= Excerpts from a dataset =
==============================

//! Collection Missions
//!
//! A rover crew drives out to a chain of sites, gathers ice or regolith on
//! EVAs at each one, and brings the haul home. A serious medical emergency
//! skips the remaining sites and heads straight back.

use colony_events::MarsClock;

use crate::components::{AgentId, Colony, Coordinates, Person, Resource, VehicleId};
use crate::config::{MissionConfig, SchedulerConfig};
use crate::missions::rover::{available_rover, can_supply, has_emergency};
use crate::missions::{Mission, MissionBehavior, MissionId, MissionKind, MissionState, RoverTrip, TripStep};
use crate::systems::TickContext;
use crate::tasks::eva::can_start_eva;
use crate::tasks::{CollectResources, SupplyManifest, Task};
use crate::EPSILON;

/// Phase transitions allowed within one `perform` call.
const MAX_TRANSITIONS: usize = 6;

#[derive(Debug, Clone, Copy, PartialEq, Eq)]
pub enum CollectPhase {
    Embarking,
    Traveling { leg: usize },
    Collecting { site: usize },
    ReturningHome,
    Disembarking,
}

/// Upper bound on the round trip: out to the last site and straight back.
fn trip_distance(config: &MissionConfig) -> f64 {
    2.0 * config.collection_sites as f64 * config.site_distance
}

fn trip_manifest(crew: usize, base_speed: f64, fuel_efficiency: f64, config: &MissionConfig) -> SupplyManifest {
    let distance = trip_distance(config);
    let trip_time = distance / base_speed.max(EPSILON) + config.collection_sites as f64 * config.site_time_limit;
    SupplyManifest::for_trip(distance, crew, trip_time, fuel_efficiency, config)
}

#[derive(Debug)]
pub struct CollectMission {
    resource: Resource,
    phase: CollectPhase,
    trip: RoverTrip,
    sites: Vec<Coordinates>,
    site_arrival: MarsClock,
    site_start_stock: f64,
}

impl CollectMission {
    fn collected_here(&self, colony: &Colony) -> f64 {
        colony
            .vehicles
            .get(self.trip.vehicle())
            .map(|v| v.inventory.stored_amount(self.resource) - self.site_start_stock)
            .unwrap_or(0.0)
            .max(0.0)
    }

    fn arrive_at_site(&mut self, site: usize, ctx: &TickContext<'_>) {
        self.phase = CollectPhase::Collecting { site };
        self.site_arrival = ctx.now();
        self.site_start_stock = ctx
            .colony
            .vehicles
            .get(self.trip.vehicle())
            .map(|v| v.inventory.stored_amount(self.resource))
            .unwrap_or(0.0);
    }

    fn after_site(&self, site: usize) -> CollectPhase {
        if site + 1 < self.sites.len() {
            CollectPhase::Traveling { leg: site + 1 }
        } else {
            CollectPhase::ReturningHome
        }
    }

    /// One call's worth of the phase machine.
    fn step(&mut self, state: &mut MissionState, agent: &AgentId, ctx: &mut TickContext<'_>) -> TripStep {
        let emergency = has_emergency(state, ctx.colony, ctx.config);
        match self.phase {
            CollectPhase::Embarking => match self.trip.embark(state, agent, ctx) {
                TripStep::Ready => {
                    self.phase = CollectPhase::Traveling { leg: 0 };
                    TripStep::Ready
                }
                other => other,
            },
            CollectPhase::Traveling { .. } | CollectPhase::Collecting { .. } if emergency => {
                tracing::warn!(mission = %state.id, "medical emergency, returning home");
                self.phase = CollectPhase::ReturningHome;
                TripStep::Ready
            }
            CollectPhase::Traveling { leg } => {
                let Some(destination) = self.sites.get(leg).copied() else {
                    self.phase = CollectPhase::ReturningHome;
                    return TripStep::Ready;
                };
                match self.trip.drive(state, agent, ctx, destination) {
                    TripStep::Ready => {
                        self.arrive_at_site(leg, ctx);
                        TripStep::Ready
                    }
                    other => other,
                }
            }
            CollectPhase::Collecting { site } => self.collect(state, agent, ctx, site),
            CollectPhase::ReturningHome => {
                let Some(home) = ctx.colony.settlements.get(&state.home).map(|s| s.coordinates) else {
                    return TripStep::Failed("home lost");
                };
                match self.trip.drive(state, agent, ctx, home) {
                    TripStep::Ready => {
                        self.phase = CollectPhase::Disembarking;
                        TripStep::Ready
                    }
                    other => other,
                }
            }
            CollectPhase::Disembarking => {
                let home = state.home.clone();
                match self.trip.disembark(state, agent, ctx, &home) {
                    TripStep::Ready => {
                        state.request_end("completed");
                        TripStep::Wait
                    }
                    other => other,
                }
            }
        }
    }

    fn collect(&mut self, state: &MissionState, agent: &AgentId, ctx: &mut TickContext<'_>, site: usize) -> TripStep {
        let config = &ctx.config.missions;
        let collected = self.collected_here(ctx.colony);
        let elapsed = ctx.now().millisols_since(&self.site_arrival);
        if collected >= config.site_goal - EPSILON || elapsed >= config.site_time_limit {
            if !self.trip.all_aboard(state, ctx.colony) {
                return TripStep::Wait;
            }
            tracing::debug!(mission = %state.id, site, collected, "site finished");
            self.phase = self.after_site(site);
            return TripStep::Ready;
        }

        let host = self.trip.host();
        let ready = ctx.colony.person(agent).is_some_and(|person| {
            self.trip.is_aboard(ctx.colony, agent) && can_start_eva(ctx.colony, person, &host, &ctx.config.eva)
        });
        if !ready {
            return TripStep::Wait;
        }
        TripStep::Task(CollectResources::task(
            host,
            self.resource,
            config.site_goal - collected,
            config.collection_rate,
        ))
    }
}

impl MissionBehavior for CollectMission {
    fn phase(&self) -> String {
        match self.phase {
            CollectPhase::Embarking => "Embarking".to_string(),
            CollectPhase::Traveling { leg } => format!("Traveling to site {}", leg + 1),
            CollectPhase::Collecting { site } => format!("Collecting at site {}", site + 1),
            CollectPhase::ReturningHome => "Returning home".to_string(),
            CollectPhase::Disembarking => "Disembarking".to_string(),
        }
    }

    fn perform(&mut self, state: &mut MissionState, agent: &AgentId, ctx: &mut TickContext<'_>) -> Option<Task> {
        for _ in 0..MAX_TRANSITIONS {
            match self.step(state, agent, ctx) {
                TripStep::Task(task) => return Some(task),
                TripStep::Wait => return None,
                TripStep::Ready => continue,
                TripStep::Failed(reason) => {
                    state.request_end(reason);
                    return None;
                }
            }
        }
        None
    }

    fn join_weight(&self, state: &MissionState, _colony: &Colony, person: &Person, config: &SchedulerConfig) -> f64 {
        if self.phase != CollectPhase::Embarking || person.is_inside_settlement() != Some(&state.home) {
            return 0.0;
        }
        config.missions.join_weight
    }

    /// Rover seats, and while still at home, the suits to go round.
    fn capacity(&self, state: &MissionState, colony: &Colony) -> Option<usize> {
        let seats = self.trip.crew_capacity(colony);
        if self.phase != CollectPhase::Embarking {
            return Some(seats);
        }
        Some(seats.min(self.trip.available_suits(state, colony)))
    }

    fn vehicle(&self) -> Option<&VehicleId> {
        Some(self.trip.vehicle())
    }

    fn on_member_removed(&mut self, _state: &MissionState, agent: &AgentId, ctx: &mut TickContext<'_>) {
        self.trip.on_member_removed(agent, ctx);
    }

    fn release(&mut self, state: &MissionState, ctx: &mut TickContext<'_>) {
        self.trip.release(&state.id, ctx);
    }
}

fn resource_of(kind: MissionKind) -> Resource {
    match kind {
        MissionKind::CollectRegolith => Resource::Regolith,
        _ => Resource::Ice,
    }
}

fn kind_weight(colony: &Colony, person: &Person, config: &SchedulerConfig, weight: f64) -> f64 {
    let Some(home) = person.is_inside_settlement() else {
        return 0.0;
    };
    let Some(rover) = available_rover(colony, home) else {
        return 0.0;
    };
    let manifest = trip_manifest(rover.crew_capacity(), rover.spec.base_speed, rover.spec.fuel_efficiency, &config.missions);
    if !can_supply(colony, home, rover, &manifest, config) {
        return 0.0;
    }
    weight * person.performance()
}

pub fn ice_weight(colony: &Colony, person: &Person, config: &SchedulerConfig) -> f64 {
    kind_weight(colony, person, config, config.missions.collect_ice_weight)
}

pub fn regolith_weight(colony: &Colony, person: &Person, config: &SchedulerConfig) -> f64 {
    kind_weight(colony, person, config, config.missions.collect_regolith_weight)
}

pub fn create_ice(id: MissionId, founder: &AgentId, ctx: &mut TickContext<'_>) -> Option<Mission> {
    create(MissionKind::CollectIce, id, founder, ctx)
}

pub fn create_regolith(id: MissionId, founder: &AgentId, ctx: &mut TickContext<'_>) -> Option<Mission> {
    create(MissionKind::CollectRegolith, id, founder, ctx)
}

fn create(kind: MissionKind, id: MissionId, founder: &AgentId, ctx: &mut TickContext<'_>) -> Option<Mission> {
    let home = ctx.colony.person(founder)?.is_inside_settlement()?.clone();
    let origin = ctx.colony.settlements.get(&home)?.coordinates;
    let mut trip = RoverTrip::reserve(ctx.colony, &home, &id)?;

    let settings = ctx.config;
    let config = &settings.missions;
    let (capacity, speed, efficiency) = match ctx.colony.vehicles.get(trip.vehicle()) {
        Some(rover) => (rover.crew_capacity(), rover.spec.base_speed, rover.spec.fuel_efficiency),
        None => {
            trip.release(&id, ctx);
            return None;
        }
    };
    trip.set_manifest(trip_manifest(capacity, speed, efficiency, config));

    let mut sites = Vec::with_capacity(config.collection_sites);
    let mut previous = origin;
    for _ in 0..config.collection_sites {
        let heading = ctx.rng.draw(std::f64::consts::TAU);
        let site = previous.offset(heading, config.site_distance);
        sites.push(site);
        previous = site;
    }

    let mut state = MissionState::new(id, kind, home, capacity, config.min_members, ctx.now());
    let suits = trip.available_suits(&state, ctx.colony);
    if suits == 0 {
        tracing::debug!(mission = %state.id, "no EVA suits for a crew");
        trip.release(&state.id, ctx);
        return None;
    }
    if suits < capacity {
        state.roster.set_capacity(suits);
    }
    let behavior = CollectMission {
        resource: resource_of(kind),
        phase: CollectPhase::Embarking,
        trip,
        sites,
        site_arrival: ctx.now(),
        site_start_stock: 0.0,
    };
    Some(Mission::new(state, behavior))
}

==============================

= Work required =
Your output must be the exact lines from the one containing "let mut state" through the end of the data above, both included, and nothing more.

= Exercise response =
    let mut state = MissionState::new(id, kind, home, capacity, config.min_members, ctx.now());
    let suits = trip.available_suits(&state, ctx.colony);
    if suits == 0 {
        tracing::debug!(mission = %state.id, "no EVA suits for a crew");
        trip.release(&state.id, ctx);
        return None;
    }
    if suits < capacity {
        state.roster.set_capacity(suits);
    }
    let behavior = CollectMission {
        resource: resource_of(kind),
        phase: CollectPhase::Embarking,
        trip,
        sites,
        site_arrival: ctx.now(),
        site_start_stock: 0.0,
    };
    Some(Mission::new(state, behavior))
}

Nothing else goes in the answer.